* Task
Within the entries that follow, show each line where the word "entry" occurs.

Top of Data extract

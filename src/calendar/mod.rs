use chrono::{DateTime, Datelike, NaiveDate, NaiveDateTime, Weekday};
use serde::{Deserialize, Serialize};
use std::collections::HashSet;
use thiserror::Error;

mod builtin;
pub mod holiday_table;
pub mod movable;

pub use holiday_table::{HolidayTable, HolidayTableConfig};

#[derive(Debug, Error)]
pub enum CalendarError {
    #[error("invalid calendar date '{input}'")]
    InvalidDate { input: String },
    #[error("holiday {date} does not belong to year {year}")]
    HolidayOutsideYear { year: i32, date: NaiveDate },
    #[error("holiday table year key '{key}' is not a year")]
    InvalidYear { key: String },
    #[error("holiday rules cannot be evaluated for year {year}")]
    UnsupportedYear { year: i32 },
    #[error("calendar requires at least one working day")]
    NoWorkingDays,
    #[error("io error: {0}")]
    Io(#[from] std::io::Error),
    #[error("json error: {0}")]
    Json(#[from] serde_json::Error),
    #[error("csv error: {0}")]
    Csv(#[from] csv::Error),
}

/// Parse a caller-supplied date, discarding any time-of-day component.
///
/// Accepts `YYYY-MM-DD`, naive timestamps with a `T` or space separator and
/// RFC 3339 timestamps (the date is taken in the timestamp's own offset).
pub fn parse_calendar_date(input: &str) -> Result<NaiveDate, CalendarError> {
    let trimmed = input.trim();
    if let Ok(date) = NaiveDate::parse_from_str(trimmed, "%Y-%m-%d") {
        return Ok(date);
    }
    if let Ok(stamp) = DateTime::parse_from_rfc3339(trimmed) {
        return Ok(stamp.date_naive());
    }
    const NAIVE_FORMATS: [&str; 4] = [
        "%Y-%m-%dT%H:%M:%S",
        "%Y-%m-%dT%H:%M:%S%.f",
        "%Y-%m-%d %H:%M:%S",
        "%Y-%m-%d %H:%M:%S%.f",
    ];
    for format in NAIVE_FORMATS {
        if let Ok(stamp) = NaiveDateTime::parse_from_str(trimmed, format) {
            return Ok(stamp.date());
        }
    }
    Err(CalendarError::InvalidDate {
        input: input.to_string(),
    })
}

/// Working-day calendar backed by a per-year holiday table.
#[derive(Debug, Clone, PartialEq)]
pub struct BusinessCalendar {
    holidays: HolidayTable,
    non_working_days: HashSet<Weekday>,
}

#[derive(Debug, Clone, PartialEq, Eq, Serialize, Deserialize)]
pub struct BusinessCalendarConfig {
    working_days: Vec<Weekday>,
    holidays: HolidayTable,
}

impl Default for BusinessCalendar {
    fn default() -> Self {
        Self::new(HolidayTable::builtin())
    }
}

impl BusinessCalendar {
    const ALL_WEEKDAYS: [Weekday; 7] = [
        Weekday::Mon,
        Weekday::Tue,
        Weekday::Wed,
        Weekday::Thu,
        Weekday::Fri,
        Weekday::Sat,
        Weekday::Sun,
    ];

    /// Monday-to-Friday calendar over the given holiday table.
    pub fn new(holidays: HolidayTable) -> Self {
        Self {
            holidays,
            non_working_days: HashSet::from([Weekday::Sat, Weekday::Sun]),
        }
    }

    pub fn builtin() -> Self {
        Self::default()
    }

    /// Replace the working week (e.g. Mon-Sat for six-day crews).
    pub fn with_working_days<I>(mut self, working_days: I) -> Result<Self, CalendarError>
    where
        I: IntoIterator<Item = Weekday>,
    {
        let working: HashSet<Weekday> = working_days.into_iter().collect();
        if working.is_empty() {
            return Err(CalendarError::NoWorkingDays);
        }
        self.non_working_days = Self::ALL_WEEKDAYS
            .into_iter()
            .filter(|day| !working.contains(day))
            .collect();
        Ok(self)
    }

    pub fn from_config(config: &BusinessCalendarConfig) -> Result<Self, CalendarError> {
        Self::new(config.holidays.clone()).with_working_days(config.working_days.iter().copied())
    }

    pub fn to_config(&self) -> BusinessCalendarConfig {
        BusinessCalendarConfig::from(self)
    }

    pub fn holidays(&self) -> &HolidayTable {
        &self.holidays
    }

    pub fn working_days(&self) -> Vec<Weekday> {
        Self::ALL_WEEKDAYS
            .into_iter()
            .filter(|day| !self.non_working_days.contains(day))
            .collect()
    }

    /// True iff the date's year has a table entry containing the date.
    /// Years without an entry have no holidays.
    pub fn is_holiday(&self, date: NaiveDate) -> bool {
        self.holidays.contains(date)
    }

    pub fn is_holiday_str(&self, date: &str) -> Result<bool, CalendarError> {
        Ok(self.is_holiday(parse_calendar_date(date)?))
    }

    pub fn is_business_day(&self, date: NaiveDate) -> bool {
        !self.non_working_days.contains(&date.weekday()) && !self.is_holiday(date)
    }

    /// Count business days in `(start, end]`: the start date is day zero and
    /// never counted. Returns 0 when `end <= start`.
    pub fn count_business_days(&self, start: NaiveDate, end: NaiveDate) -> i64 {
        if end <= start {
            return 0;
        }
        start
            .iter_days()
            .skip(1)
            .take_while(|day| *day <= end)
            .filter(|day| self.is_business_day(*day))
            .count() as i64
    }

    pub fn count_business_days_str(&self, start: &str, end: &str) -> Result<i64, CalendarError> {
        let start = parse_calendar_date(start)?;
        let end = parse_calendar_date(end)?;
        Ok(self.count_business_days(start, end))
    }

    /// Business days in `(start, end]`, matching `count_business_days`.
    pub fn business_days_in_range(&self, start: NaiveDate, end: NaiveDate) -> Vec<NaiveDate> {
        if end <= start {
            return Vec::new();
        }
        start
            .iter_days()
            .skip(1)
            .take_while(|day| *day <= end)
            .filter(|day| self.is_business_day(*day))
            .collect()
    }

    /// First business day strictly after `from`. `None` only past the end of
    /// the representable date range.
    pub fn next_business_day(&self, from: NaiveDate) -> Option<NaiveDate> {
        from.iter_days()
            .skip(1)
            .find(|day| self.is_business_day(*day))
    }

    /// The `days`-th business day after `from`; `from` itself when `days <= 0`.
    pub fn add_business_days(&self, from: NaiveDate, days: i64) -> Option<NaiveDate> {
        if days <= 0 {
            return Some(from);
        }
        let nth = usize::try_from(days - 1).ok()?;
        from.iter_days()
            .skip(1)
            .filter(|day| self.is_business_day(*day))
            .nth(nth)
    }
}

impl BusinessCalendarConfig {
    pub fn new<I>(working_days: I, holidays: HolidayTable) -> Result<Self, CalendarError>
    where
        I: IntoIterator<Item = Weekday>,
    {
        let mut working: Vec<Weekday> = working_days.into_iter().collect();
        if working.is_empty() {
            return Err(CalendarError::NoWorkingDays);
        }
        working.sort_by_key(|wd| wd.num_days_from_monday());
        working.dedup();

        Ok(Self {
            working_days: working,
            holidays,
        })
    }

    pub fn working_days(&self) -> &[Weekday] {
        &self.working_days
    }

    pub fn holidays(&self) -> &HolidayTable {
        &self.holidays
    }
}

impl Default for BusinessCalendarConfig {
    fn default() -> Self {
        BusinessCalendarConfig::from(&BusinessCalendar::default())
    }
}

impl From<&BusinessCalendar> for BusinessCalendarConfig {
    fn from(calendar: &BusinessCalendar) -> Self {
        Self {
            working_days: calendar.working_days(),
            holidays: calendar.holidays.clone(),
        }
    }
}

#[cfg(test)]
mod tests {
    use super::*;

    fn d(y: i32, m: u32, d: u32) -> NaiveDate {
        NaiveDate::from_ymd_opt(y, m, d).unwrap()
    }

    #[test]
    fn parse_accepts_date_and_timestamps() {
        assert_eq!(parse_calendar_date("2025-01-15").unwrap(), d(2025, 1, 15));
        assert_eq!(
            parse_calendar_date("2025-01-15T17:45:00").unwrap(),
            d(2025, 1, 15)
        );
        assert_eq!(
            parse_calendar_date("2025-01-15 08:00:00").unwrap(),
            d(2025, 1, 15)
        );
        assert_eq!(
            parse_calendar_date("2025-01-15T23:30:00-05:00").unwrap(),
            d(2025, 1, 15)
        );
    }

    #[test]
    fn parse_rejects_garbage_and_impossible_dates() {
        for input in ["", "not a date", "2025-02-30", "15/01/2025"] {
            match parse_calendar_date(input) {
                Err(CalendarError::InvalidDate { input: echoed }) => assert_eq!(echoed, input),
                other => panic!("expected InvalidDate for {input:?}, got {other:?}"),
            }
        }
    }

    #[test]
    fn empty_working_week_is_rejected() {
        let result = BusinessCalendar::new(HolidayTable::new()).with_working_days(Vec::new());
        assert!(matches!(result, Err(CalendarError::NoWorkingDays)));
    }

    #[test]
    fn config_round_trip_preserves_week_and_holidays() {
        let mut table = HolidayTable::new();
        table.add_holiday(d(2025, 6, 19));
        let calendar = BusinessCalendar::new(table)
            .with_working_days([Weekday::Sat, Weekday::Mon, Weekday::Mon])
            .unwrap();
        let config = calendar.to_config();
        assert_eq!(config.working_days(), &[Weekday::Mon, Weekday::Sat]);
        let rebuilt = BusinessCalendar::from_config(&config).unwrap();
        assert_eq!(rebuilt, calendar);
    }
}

Bottom of Data extract

* Answer area
    /// True iff the date's year has a table entry containing the date.
    /// Years without an entry have no holidays.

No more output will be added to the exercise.